NSHPT leads to global hypotonia, failure to thrive, typical X-ray anomalies (diffuse demineralization, fractures, metaphyseal irregularities), and acute respiratory distress which can be fatal. Phosphocalcic markers show severe hypercalcemia, abnormal urinary calcium resorption, and hyperparathyroidism as major signs.
Classical treatment involves calcium restriction, hyperhydration, and bisphosphonates. Unfortunately, the disease often leads to parathyroidectomy. Recently, calcimimetics have been used with variable efficacy. Efficacy in NSHPT seems to be particularly dependent on CASR genotype.
Case presentation
We describe the antenatal presentation of a male with short ribs, initially suspected having skeletal ciliopathy.

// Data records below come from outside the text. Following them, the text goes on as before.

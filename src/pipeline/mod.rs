//! Pipeline orchestration: sequences the stage functions, threads each
//! stage's text into the next stage's payload, reports progress milestones,
//! and packages the final artifact bundle.
//!
//! Each job runs synchronously start to finish inside its invocation; there
//! is no orchestrator-level retry (retry is entirely the gateway's concern)
//! and no cancellation. Concurrency across jobs comes from the hosting
//! environment running multiple invocations in parallel; the orchestrator
//! keeps no shared mutable state between jobs.

mod diff;
mod normal;

use std::io::Write;

use zip::write::SimpleFileOptions;

use crate::convert::{DocumentConverter, SourceDocument, SpecRenderer};
use crate::error::PipelineError;
use crate::llm::StageClient;
use crate::progress::{ProgressStage, ProgressTracker};

/// Base name for bundle entries when more than one file was uploaded.
const GENERIC_BASE_NAME: &str = "document";

/// Progress milestone before perspective extraction.
pub(crate) const MILESTONE_PERSPECTIVES: u8 = 40;
/// Progress milestone before specification generation.
pub(crate) const MILESTONE_TESTSPEC: u8 = 70;
/// Progress milestone before artifact conversion.
pub(crate) const MILESTONE_CONVERTING: u8 = 90;
/// Diff-aware path: milestone before diff detection.
pub(crate) const MILESTONE_DIFF: u8 = 50;
/// Diff-aware path: milestone before diff-aware perspective extraction.
pub(crate) const MILESTONE_DIFF_PERSPECTIVES: u8 = 60;

/// Orchestrator over the stage functions, the progress tracker, and the
/// external format converters.
pub struct Pipeline<'a> {
    pub(crate) stages: &'a StageClient<'a>,
    pub(crate) converter: &'a dyn DocumentConverter,
    pub(crate) renderer: &'a dyn SpecRenderer,
    pub(crate) tracker: Option<&'a ProgressTracker>,
}

impl<'a> Pipeline<'a> {
    #[must_use]
    pub fn new(
        stages: &'a StageClient<'a>,
        converter: &'a dyn DocumentConverter,
        renderer: &'a dyn SpecRenderer,
        tracker: Option<&'a ProgressTracker>,
    ) -> Self {
        Self {
            stages,
            converter,
            renderer,
            tracker,
        }
    }

    pub(crate) fn report(&self, job_id: &str, stage: ProgressStage, message: &str, progress: u8) {
        if let Some(tracker) = self.tracker {
            tracker.update(job_id, stage, message, progress);
        }
    }

    /// Terminal record for an aborted run, carrying the last milestone
    /// reached. Best-effort like every other progress write.
    pub(crate) fn report_failed(&self, job_id: &str, reached: u8) {
        self.report(
            job_id,
            ProgressStage::Failed,
            "Generation failed",
            reached,
        );
    }
}

/// Entry base name: the single uploaded file's stem, or the generic label.
pub(crate) fn bundle_base_name(files: &[SourceDocument]) -> String {
    if let [only] = files {
        only.stem().to_string()
    } else {
        GENERIC_BASE_NAME.to_string()
    }
}

/// Package the five artifacts into one deflated zip archive.
pub(crate) fn bundle_artifacts(
    base: &str,
    structured: &str,
    perspectives: &str,
    spec: &str,
    sheet: &[u8],
    tabular: &[u8],
) -> Result<Vec<u8>, PipelineError> {
    let cursor = std::io::Cursor::new(Vec::new());
    let mut archive = zip::ZipWriter::new(cursor);
    let options =
        SimpleFileOptions::default().compression_method(zip::CompressionMethod::Deflated);

    let entries: [(String, &[u8]); 5] = [
        (format!("{base}_structured.md"), structured.as_bytes()),
        (format!("{base}_perspectives.md"), perspectives.as_bytes()),
        (format!("{base}_testspec.md"), spec.as_bytes()),
        (format!("{base}_testspec.xlsx"), sheet),
        (format!("{base}_testspec.csv"), tabular),
    ];

    for (name, content) in entries {
        archive
            .start_file(&name, options)
            .map_err(|e| PipelineError::Bundle(format!("entry '{name}': {e}")))?;
        archive
            .write_all(content)
            .map_err(|e| PipelineError::Bundle(format!("entry '{name}': {e}")))?;
    }

    let cursor = archive
        .finish()
        .map_err(|e| PipelineError::Bundle(format!("archive finalize: {e}")))?;
    Ok(cursor.into_inner())
}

At birth, he presented with NSHPT linked to the pathogenic heterozygous CASR variant, Arg185Gln, inherited from his father who had FHH. Postnatal therapy with cinacalcet was successful.
Discussion
An exhaustive literature review permits a comparison with all reported cases of Arg185Gln and to hypothesize that cinacalcet efficacy depends on CASR genotype. This confirms the importance of pedigree and parental history in antenatal short rib presentation and questions the feasibility of phosphocalcic exploration during pregnancy or prenatal CASR gene sequencing in the presence of specific clinical signs. It could in fact enable early calcimimetic treatment which might be effective in the CASR variant Arg185Gln.